## PROMPT:
Once the line containing "fn run_train(args: TrainArgs)" is found, retype it and each line after it through the last entry below, word for word, and nothing else.

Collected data
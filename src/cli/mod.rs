// ============================================================
// Layer 1 — CLI / Presentation Layer
// ============================================================
// This is the entry point for all user interaction.
// It uses the `clap` crate to parse command line arguments.
// All business logic is delegated to Layer 2 (application).
//
// Two commands are supported:
//   1. `train`    — trains a model on folders of labelled images
//   2. `evaluate` — reloads a checkpoint and scores an image folder
//
// Reference: Rust Book §7 (Modules), §12 (CLI programs)

pub mod commands;

use anyhow::Result;
use clap::Parser;
use commands::{Commands, EvaluateArgs, TrainArgs};

#[derive(Parser, Debug)]
#[command(
    name = "resnet-mil",
    version = "0.1.0",
    about = "Train ResNet image classifiers with a multiple-instance-learning head."
)]
pub struct Cli {
    /// Directory for the timestamped log files
    #[arg(long, global = true, default_value = "logs")]
    pub log_dir: String,

    #[command(subcommand)]
    pub command: Commands,
}

impl Cli {
    /// Match on the subcommand and dispatch to the correct use case.
    pub fn run(self) -> Result<()> {
        match self.command {
            Commands::Train(args)    => run_train(args),
            Commands::Evaluate(args) => run_evaluate(args),
        }
    }
}

fn run_train(args: TrainArgs) -> Result<()> {
    use crate::application::train_use_case::TrainUseCase;

    let cfg = args.into_config()?;
    tracing::info!("Starting training on images in: {}", cfg.data_dir);

    let best = TrainUseCase::new(cfg).execute()?;

    match best.epoch {
        Some(epoch) => println!(
            "Training complete. Best validation accuracy {:.4} at epoch {epoch}.",
            best.val_accuracy
        ),
        None => println!("Training complete. No validation accuracy above 0 was reached."),
    }
    Ok(())
}

fn run_evaluate(args: EvaluateArgs) -> Result<()> {
    use crate::application::evaluate_use_case::EvaluateUseCase;

    let eval = EvaluateUseCase::new(args.into()).execute()?;
    println!("\nloss: {:.4} -- acc: {:.4}", eval.loss, eval.accuracy);
    Ok(())
}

## WRITTEN REPLY:
fn run_train(args: TrainArgs) -> Result<()> {
    use crate::application::train_use_case::TrainUseCase;

    let cfg = args.into_config()?;
    tracing::info!("Starting training on images in: {}", cfg.data_dir);

    let best = TrainUseCase::new(cfg).execute()?;

    match best.epoch {
        Some(epoch) => println!(
            "Training complete. Best validation accuracy {:.4} at epoch {epoch}.",
            best.val_accuracy
        ),
        None => println!("Training complete. No validation accuracy above 0 was reached."),
    }
    Ok(())
}

fn run_evaluate(args: EvaluateArgs) -> Result<()> {
    use crate::application::evaluate_use_case::EvaluateUseCase;

    let eval = EvaluateUseCase::new(args.into()).execute()?;
    println!("\nloss: {:.4} -- acc: {:.4}", eval.loss, eval.accuracy);
    Ok(())
}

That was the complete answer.